Stored data:

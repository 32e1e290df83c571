//! Order-preserving document reader.
//!
//! Parsing JSON text straight into a `serde_json::Value` collapses repeated
//! keys: the later value replaces the earlier one but keeps the first
//! position. [`RawDocument`] keeps every top-level `(key, value)` pair in the
//! order written, so "last key wins" holds for text input too.

use std::fmt;

use serde::de::{self, Deserialize, Deserializer, MapAccess, SeqAccess, Visitor};
use serde_json::Value;

/// A document as written: top-level object pairs in order, or any other value.
#[derive(Debug, Clone, PartialEq)]
pub enum RawDocument {
    Object(Vec<(String, Value)>),
    Other(Value),
}

impl<'de> Deserialize<'de> for RawDocument {
    fn deserialize<D>(deserializer: D) -> Result<Self, D::Error>
    where
        D: Deserializer<'de>,
    {
        deserializer.deserialize_any(RawDocumentVisitor)
    }
}

struct RawDocumentVisitor;

impl<'de> Visitor<'de> for RawDocumentVisitor {
    type Value = RawDocument;

    fn expecting(&self, f: &mut fmt::Formatter<'_>) -> fmt::Result {
        f.write_str("a JSON document")
    }

    fn visit_map<A>(self, mut map: A) -> Result<Self::Value, A::Error>
    where
        A: MapAccess<'de>,
    {
        let mut entries = Vec::with_capacity(map.size_hint().unwrap_or(0));
        while let Some((key, value)) = map.next_entry::<String, Value>()? {
            entries.push((key, value));
        }
        Ok(RawDocument::Object(entries))
    }

    fn visit_seq<A>(self, mut seq: A) -> Result<Self::Value, A::Error>
    where
        A: SeqAccess<'de>,
    {
        let mut items = Vec::new();
        while let Some(item) = seq.next_element::<Value>()? {
            items.push(item);
        }
        Ok(RawDocument::Other(Value::Array(items)))
    }

    fn visit_bool<E: de::Error>(self, v: bool) -> Result<Self::Value, E> {
        Ok(RawDocument::Other(Value::Bool(v)))
    }

    fn visit_i64<E: de::Error>(self, v: i64) -> Result<Self::Value, E> {
        Ok(RawDocument::Other(Value::from(v)))
    }

    fn visit_u64<E: de::Error>(self, v: u64) -> Result<Self::Value, E> {
        Ok(RawDocument::Other(Value::from(v)))
    }

    fn visit_f64<E: de::Error>(self, v: f64) -> Result<Self::Value, E> {
        Ok(RawDocument::Other(Value::from(v)))
    }

    fn visit_str<E: de::Error>(self, v: &str) -> Result<Self::Value, E> {
        Ok(RawDocument::Other(Value::String(v.to_string())))
    }

    fn visit_string<E: de::Error>(self, v: String) -> Result<Self::Value, E> {
        Ok(RawDocument::Other(Value::String(v)))
    }

    fn visit_unit<E: de::Error>(self) -> Result<Self::Value, E> {
        Ok(RawDocument::Other(Value::Null))
    }

    fn visit_none<E: de::Error>(self) -> Result<Self::Value, E> {
        Ok(RawDocument::Other(Value::Null))
    }

    fn visit_some<D>(self, deserializer: D) -> Result<Self::Value, D::Error>
    where
        D: Deserializer<'de>,
    {
        RawDocument::deserialize(deserializer)
    }
}

#[cfg(test)]
mod tests {
    use super::*;
    use serde_json::json;

    #[test]
    fn test_repeated_keys_kept_in_order() {
        let doc: RawDocument = serde_json::from_str(r#"{"http":"a","HTTP":"b","http":""}"#).unwrap();
        assert_eq!(
            doc,
            RawDocument::Object(vec![
                ("http".to_string(), json!("a")),
                ("HTTP".to_string(), json!("b")),
                ("http".to_string(), json!("")),
            ])
        );
    }

    #[test]
    fn test_non_object_documents() {
        let doc: RawDocument = serde_json::from_str(r#"["Name"]"#).unwrap();
        assert_eq!(doc, RawDocument::Other(json!(["Name"])));

        let doc: RawDocument = serde_json::from_str("42").unwrap();
        assert_eq!(doc, RawDocument::Other(json!(42)));

        let doc: RawDocument = serde_json::from_str("null").unwrap();
        assert_eq!(doc, RawDocument::Other(Value::Null));
    }
}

Exercise: Please find all lines of the entries that hold the string "written" and copy them.

Exercise solution:
//! order written, so "last key wins" holds for text input too.
/// A document as written: top-level object pairs in order, or any other value.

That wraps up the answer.